Posted in Ethics, Law, Philosophy, Politics, Religion by Michael LaBossiere on July 1, 2015

In June, 2015 the United States Supreme Court ruled in favor of the legality of same-sex marriage. Many states had already legalized same-sex marriages and a majority of Americans think it should be legal. As such, the ruling seems to be consistent both with the constitution and with the democratic ideal of majority rule. There are, of course, those who object to the ruling.

Some claim that the court acted in a way contrary to the democratic rule by engaging in judicial activism. Not surprisingly, some of those who make this claim were fine when the court ruled in ways they liked, despite the general principles being the same (that is, the court ruling in ways contrary to what voters had decided). I certainly do see the appeal of principle and consistent arguments against the Supreme Court engaging in activism and overruling what the voters have decided and there is certainly some merit in certain arguments against the same-sex marriage decision. However, my concern here is with another avenue of dissent against the decision, namely that this ruling infringes on religious liberty.

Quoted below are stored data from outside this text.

//! HTTP worker client
//!
//! Invokes remote handles by POSTing the call as JSON to the handle's
//! endpoint. Shared with the telemetry collector via [`post_json`].

use async_trait::async_trait;
use http_body_util::{BodyExt, Full};
use hyper::body::Bytes;
use hyper::header::CONTENT_TYPE;
use hyper::Request;
use hyper_util::client::legacy::connect::HttpConnector;
use hyper_util::client::legacy::Client;
use hyper_util::rt::TokioExecutor;
use serde_json::Value;
use std::time::Duration;

use super::{WorkerCall, WorkerClient};
use crate::config::WorkersConfig;
use crate::error::DispatchError;
use crate::logger;

/// Pooled HTTP/1.1 client
pub type HttpClient = Client<HttpConnector, Full<Bytes>>;

pub fn build_client() -> HttpClient {
    Client::builder(TokioExecutor::new()).build_http()
}

/// POST a JSON body and return the response body on a 2xx status
///
/// `target` names the callee in errors.
pub async fn post_json(
    client: &HttpClient,
    target: &str,
    url: &str,
    body: Vec<u8>,
    timeout: Duration,
) -> Result<Bytes, DispatchError> {
    let request = Request::post(url)
        .header(CONTENT_TYPE, "application/json")
        .body(Full::new(Bytes::from(body)))
        .map_err(|e| DispatchError::InvalidEndpoint {
            endpoint: url.to_string(),
            detail: e.to_string(),
        })?;

    let exchange = async {
        let response = client
            .request(request)
            .await
            .map_err(|e| DispatchError::Transport {
                target: target.to_string(),
                detail: e.to_string(),
            })?;

        let status = response.status();
        let body = response
            .into_body()
            .collect()
            .await
            .map_err(|e| DispatchError::Transport {
                target: target.to_string(),
                detail: e.to_string(),
            })?
            .to_bytes();

        if status.is_success() {
            Ok::<Bytes, DispatchError>(body)
        } else {
            Err(DispatchError::Status {
                target: target.to_string(),
                status: status.as_u16(),
                body: String::from_utf8_lossy(&body).into_owned(),
            })
        }
    };

    tokio::time::timeout(timeout, exchange)
        .await
        .unwrap_or_else(|_| {
            Err(DispatchError::Timeout {
                target: target.to_string(),
                secs: timeout.as_secs(),
            })
        })
}

/// Worker client backed by plain HTTP endpoints
pub struct HttpWorkerClient {
    client: HttpClient,
    config: WorkersConfig,
}

impl HttpWorkerClient {
    #[cfg(test)]
    pub fn new(config: WorkersConfig) -> Self {
        Self {
            client: build_client(),
            config,
        }
    }

    pub fn with_client(client: HttpClient, config: WorkersConfig) -> Self {
        Self { client, config }
    }
}

#[async_trait]
impl WorkerClient for HttpWorkerClient {
    async fn invoke(&self, call: WorkerCall<'_>) -> Result<Value, DispatchError> {
        let target = call.handle.name();
        let url = self.config.endpoint_for(target);
        let body = serde_json::to_vec(&call).map_err(|e| DispatchError::InvalidResponse {
            target: target.to_string(),
            detail: format!("failed to encode call: {e}"),
        })?;

        logger::log_debug(&format!("POST {url} ({} bytes)", body.len()));

        let timeout = Duration::from_secs(self.config.timeout_secs);
        let bytes = post_json(&self.client, target, &url, body, timeout).await?;

        serde_json::from_slice(&bytes).map_err(|e| DispatchError::InvalidResponse {
            target: target.to_string(),
            detail: e.to_string(),
        })
    }
}

#[cfg(test)]
mod tests {
    use super::*;
    use crate::remote::{RemoteHandle, VariantOptions};
    use crate::router::RequestContext;
    use hyper::server::conn::http1;
    use hyper::service::service_fn;
    use hyper::{Response, StatusCode};
    use hyper_util::rt::TokioIo;
    use serde_json::{json, Map};
    use std::collections::HashMap;
    use std::convert::Infallible;
    use tokio::net::TcpListener;

    /// Serve one canned response per connection and echo the request body back
    /// under `"echo"` when the status is 200.
    async fn spawn_worker(status: StatusCode) -> String {
        let listener = TcpListener::bind("127.0.0.1:0").await.expect("bind");
        let addr = listener.local_addr().expect("addr");
        tokio::spawn(async move {
            while let Ok((stream, _)) = listener.accept().await {
                tokio::spawn(async move {
                    let service = service_fn(move |req: Request<hyper::body::Incoming>| async move {
                        let path = req.uri().path().to_string();
                        let body = req.into_body().collect().await.map(|c| c.to_bytes());
                        let echo: Value = body
                            .ok()
                            .and_then(|b| serde_json::from_slice(&b).ok())
                            .unwrap_or(Value::Null);
                        let payload = json!({"path": path, "echo": echo}).to_string();
                        Ok::<_, Infallible>(
                            Response::builder()
                                .status(status)
                                .body(Full::new(Bytes::from(payload)))
                                .expect("response"),
                        )
                    });
                    let _ = http1::Builder::new()
                        .serve_connection(TokioIo::new(stream), service)
                        .await;
                });
            }
        });
        format!("http://{addr}")
    }

    fn client_for(base_url: String) -> HttpWorkerClient {
        HttpWorkerClient::new(WorkersConfig {
            base_url,
            timeout_secs: 5,
            endpoints: HashMap::new(),
        })
    }

    #[tokio::test]
    async fn test_invoke_posts_call_envelope() {
        let client = client_for(spawn_worker(StatusCode::OK).await);
        let args: Map<String, Value> = json!({"prompt": "a red fox"})
            .as_object()
            .cloned()
            .unwrap_or_default();
        let options = VariantOptions::StableDiffusionXl {
            use_ssd: Some(true),
            use_hosted_url: None,
        };
        let context = RequestContext {
            model_id: "sdxl".to_string(),
            version: None,
            accept: None,
        };

        let result = client
            .invoke(WorkerCall {
                handle: RemoteHandle::StableDiffusionXl,
                args: &args,
                options: &options,
                context: &context,
            })
            .await
            .expect("worker answers");

        assert_eq!(result["path"], "/sdxl");
        assert_eq!(result["echo"]["handle"], "sdxl");
        assert_eq!(result["echo"]["args"]["prompt"], "a red fox");
        assert_eq!(result["echo"]["options"]["use_ssd"], true);
        assert_eq!(result["echo"]["context"]["model_id"], "sdxl");
    }

    #[tokio::test]
    async fn test_non_success_status_is_error() {
        let client = client_for(spawn_worker(StatusCode::BAD_GATEWAY).await);
        let args = Map::new();
        let context = RequestContext {
            model_id: "lama".to_string(),
            version: None,
            accept: None,
        };

        let err = client
            .invoke(WorkerCall {
                handle: RemoteHandle::Lama,
                args: &args,
                options: &VariantOptions::None,
                context: &context,
            })
            .await
            .expect_err("502 must fail");

        assert!(matches!(err, DispatchError::Status { status: 502, .. }));
    }

    #[tokio::test]
    async fn test_unreachable_worker_is_transport_error() {
        // Bind then drop to get a port nobody listens on
        let addr = {
            let listener = TcpListener::bind("127.0.0.1:0").await.expect("bind");
            listener.local_addr().expect("addr")
        };
        let err = post_json(
            &build_client(),
            "esrgan",
            &format!("http://{addr}/esrgan"),
            b"{}".to_vec(),
            Duration::from_secs(2),
        )
        .await
        .expect_err("nothing listening");
        assert!(matches!(err, DispatchError::Transport { .. }));
    }

    #[tokio::test]
    async fn test_invalid_url_is_invalid_endpoint() {
        let err = post_json(
            &build_client(),
            "xtts",
            "not a url",
            Vec::new(),
            Duration::from_secs(1),
        )
        .await
        .expect_err("bad url");
        assert!(matches!(err, DispatchError::InvalidEndpoint { .. }));
    }
}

The argument from religious liberty is certainly an interesting one. On intriguing aspect is that the argument is made in terms of religious liberty rather than the older tactic of openly attacking gay folks for alleged moral wickedness. This change of tactic seems to show a recognition that a majority of Americans accept their fellow gay Americans and that shouting “fags” at gays is no longer acceptable in polite society. As such, the tactic acknowledges a changed world. This change also represents clever rhetoric: the intent is not to deny gay folks their rights, but to protect religious liberty. Protecting liberty certainly sells better than denying rights. While protecting liberty is certainly commendable, the obvious question is whether or not the legalization of same-sex marriage infringes on religious liberty.

In general, there are two ways to infringe on a liberty. The first is by forbiddance. That is, preventing a person from exercising a freedom. For example, the liberty of free expression can be infringed by preventing a person from freely expressing her ideas. The second is by force. This is a matter of compelling a person to take action against their free choice. For example, having a law that require people to dress a certain way when they do not wish to do so. Since some people consider entitlements to fall under liberties, another way a person could have liberty infringed upon is to be denied her entitlements. For example, the liberty of education in the United States entitles children to a public education.

It is important to note that not all cases of forbidding or forcing are violations of liberties. This is because there are legitimate grounds for limiting liberties—the usual ground being the principle of harm. For example, it is not a violation of a person’s liberty to prevent him from texting death threats to his ex-wife. As another example, it is not a violation of a person’s liberty to require her to have a license to drive a car.

Given this discussion, for the legalization of same-sex marriage to impose on religious liberty would require that it wrongfully forbids religious people from engaging in religious activities, wrongfully forces religious people to engage in behavior contrary to their religion or wrongfully denies religious people entitlements connected to their religion.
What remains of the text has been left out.